Under that law, cops with more than 20 years of service who file for retirement are guaranteed their pensions, as well as about $12,000 more annually in a yearly stipend, unless they’re convicted of a felony while actually still on the NYPD payroll.
The annual lifetime payouts will be near six figures or even higher, as they are based on half of the cops’ salaries with an additional fractional increase for each year worked past 20 years.
Before the law changed, officers who worked past 20 years risked their pensions unlike cops elsewhere in New York state if they were found guilty of violating department protocols, even for off-duty infractions that were not crimes.
“The purpose of the bill was to correct an inequity that existed between the NYPD and the rest of law enforcement in New York state,” said Michael Palladino, president of the detectives union. “That inequity was exploited and abused by management so often, it gave us plenty of ammunition to convince the Legislature and the governor they needed to act.”

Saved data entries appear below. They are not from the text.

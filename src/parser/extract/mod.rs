pub mod donors;
pub mod entities;
pub mod patterns;
pub mod pdf_data;
pub mod record;

use thiserror::Error;
use tracing::info;

use crate::pdf::PdfSource;
use entities::Anchor;
use patterns::PatternSet;
use record::ResultRecord;

#[derive(Debug, Error)]
pub enum ExtractError {
    #[error("page text is empty for {url}")]
    EmptyPageText { url: String },
}

/// What the fetcher hands over for one page.
pub struct PageInput<'a> {
    pub url: &'a str,
    pub text: &'a str,
    pub anchors: &'a [Anchor],
}

pub struct ExtractOptions {
    /// Fetch at most this many of the discovered PDFs. `None` fetches all.
    pub max_pdfs: Option<usize>,
}

/// Page entities, donor profiles and PDF records for one page.
///
/// Fails only when the page has no text at all; everything downstream of that
/// degrades to empty collections.
pub async fn extract_page<S: PdfSource>(
    page: &PageInput<'_>,
    pdfs: &S,
    patterns: &PatternSet,
    opts: &ExtractOptions,
) -> Result<ResultRecord, ExtractError> {
    if page.text.trim().is_empty() {
        return Err(ExtractError::EmptyPageText {
            url: page.url.to_string(),
        });
    }

    let page_entities = entities::extract(page.text, page.anchors, patterns);
    let donors = donors::build_profiles(page.text, patterns);
    info!(
        "{}: {} emails, {} phones, {} addresses, {} donations, {} donors",
        page.url,
        page_entities.emails.len(),
        page_entities.phones.len(),
        page_entities.addresses.len(),
        page_entities.donations.len(),
        donors.len()
    );

    let links = pdf_data::pdf_links(page.anchors, page.url);
    let to_fetch = match opts.max_pdfs {
        Some(n) if n < links.len() => &links[..n],
        _ => &links[..],
    };
    let pdf_records = pdf_data::ingest(to_fetch, pdfs, patterns).await;

    Ok(ResultRecord::assemble(
        page_entities,
        links,
        pdf_records,
        page.text.to_string(),
        donors,
    ))
}

// ── Tests ──

#[cfg(test)]
mod tests {
    use super::*;
    use crate::parser::extract::donors::DonorProfile;
    use crate::parser::extract::pdf_data::tests::FakePdfs;

    const ALL: ExtractOptions = ExtractOptions { max_pdfs: None };

    #[tokio::test]
    async fn john_smith_end_to_end() {
        let text = "John Smith\njohn.smith@example.com\n(555) 123-4567\nDonation: $1,250.00";
        let page = PageInput {
            url: "https://example.org/donors",
            text,
            anchors: &[],
        };
        let r = extract_page(&page, &FakePdfs::default(), &PatternSet::default(), &ALL)
            .await
            .unwrap();

        assert_eq!(r.emails.as_slice(), ["john.smith@example.com"]);
        assert_eq!(r.phones.as_slice(), ["555 123 4567"]);
        assert!(r.donations.contains("$1,250.00"));
        assert_eq!(
            r.donors,
            vec![DonorProfile {
                name: "John Smith".into(),
                emails: vec!["john.smith@example.com".into()],
                phones: vec!["555 123 4567".into()],
            }]
        );
        assert_eq!(r.raw_text, text);
        assert!(r.pdf_links.is_empty());
        assert!(r.pdf_data.is_empty());
    }

    #[tokio::test]
    async fn one_failing_pdf_of_three() {
        let anchors = vec![
            Anchor::new("/a.pdf", "A"),
            Anchor::new("/b.pdf", "B"),
            Anchor::new("/c.pdf", "C"),
        ];
        let page = PageInput {
            url: "https://example.org/",
            text: "Annual reports below",
            anchors: &anchors,
        };
        let pdfs = FakePdfs::with(&[
            ("https://example.org/a.pdf", "a@example.org"),
            ("https://example.org/c.pdf", "c@example.org"),
        ]);
        let r = extract_page(&page, &pdfs, &PatternSet::default(), &ALL)
            .await
            .unwrap();

        assert_eq!(r.pdf_links.len(), 3);
        assert_eq!(r.pdf_data.len(), 2);
        assert_eq!(r.raw_text, "Annual reports below");
    }

    #[tokio::test]
    async fn max_pdfs_limits_fetches_not_links() {
        let anchors = vec![Anchor::new("/a.pdf", "A"), Anchor::new("/b.pdf", "B")];
        let page = PageInput {
            url: "https://example.org/",
            text: "Reports",
            anchors: &anchors,
        };
        let pdfs = FakePdfs::with(&[
            ("https://example.org/a.pdf", "one"),
            ("https://example.org/b.pdf", "two"),
        ]);
        let opts = ExtractOptions { max_pdfs: Some(1) };
        let r = extract_page(&page, &pdfs, &PatternSet::default(), &opts)
            .await
            .unwrap();
        assert_eq!(r.pdf_links.len(), 2);
        assert_eq!(r.pdf_data.len(), 1);
    }

    #[tokio::test]
    async fn pdf_text_feeds_entities_not_donors() {
        let anchors = vec![Anchor::new("/list.pdf", "List")];
        let page = PageInput {
            url: "https://example.org/",
            text: "Our supporters",
            anchors: &anchors,
        };
        let pdfs = FakePdfs::with(&[("https://example.org/list.pdf", "Jane Doe\njane@example.org")]);
        let r = extract_page(&page, &pdfs, &PatternSet::default(), &ALL)
            .await
            .unwrap();
        assert!(r.donors.is_empty());
        assert!(r.emails.is_empty());
        assert_eq!(r.pdf_data[0].extracted.emails.as_slice(), ["jane@example.org"]);
    }

    #[tokio::test]
    async fn empty_page_text_is_fatal() {
        let page = PageInput {
            url: "https://example.org/blank",
            text: " \n\t ",
            anchors: &[Anchor::new("mailto:a@b.org", "")],
        };
        let err = extract_page(&page, &FakePdfs::default(), &PatternSet::default(), &ALL)
            .await
            .unwrap_err();
        assert!(matches!(err, ExtractError::EmptyPageText { ref url } if url == "https://example.org/blank"));
    }
}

Most of the eight police officers have 25 to 30 years of service and were so eager to preserve their pensions they surrendered years of “terminal leave” worth hundreds of thousands of dollars that could have boosted their pensions still higher rather than risk being convicted of a felony while on the department payroll.
The law was sparked by two infamous cases.
One involved a Bronx detective who lost his pension after he was convicted of perjury for denying he grilled a teen suspect who had recorded the interrogation.
The other involved a lieutenant who shot and killed himself after he ordered a sergeant to Tase an emotionally disturbed man who was menacing cops from a second-story ledge.
The man fell to his death, and the officer committed suicide because he feared losing his pension.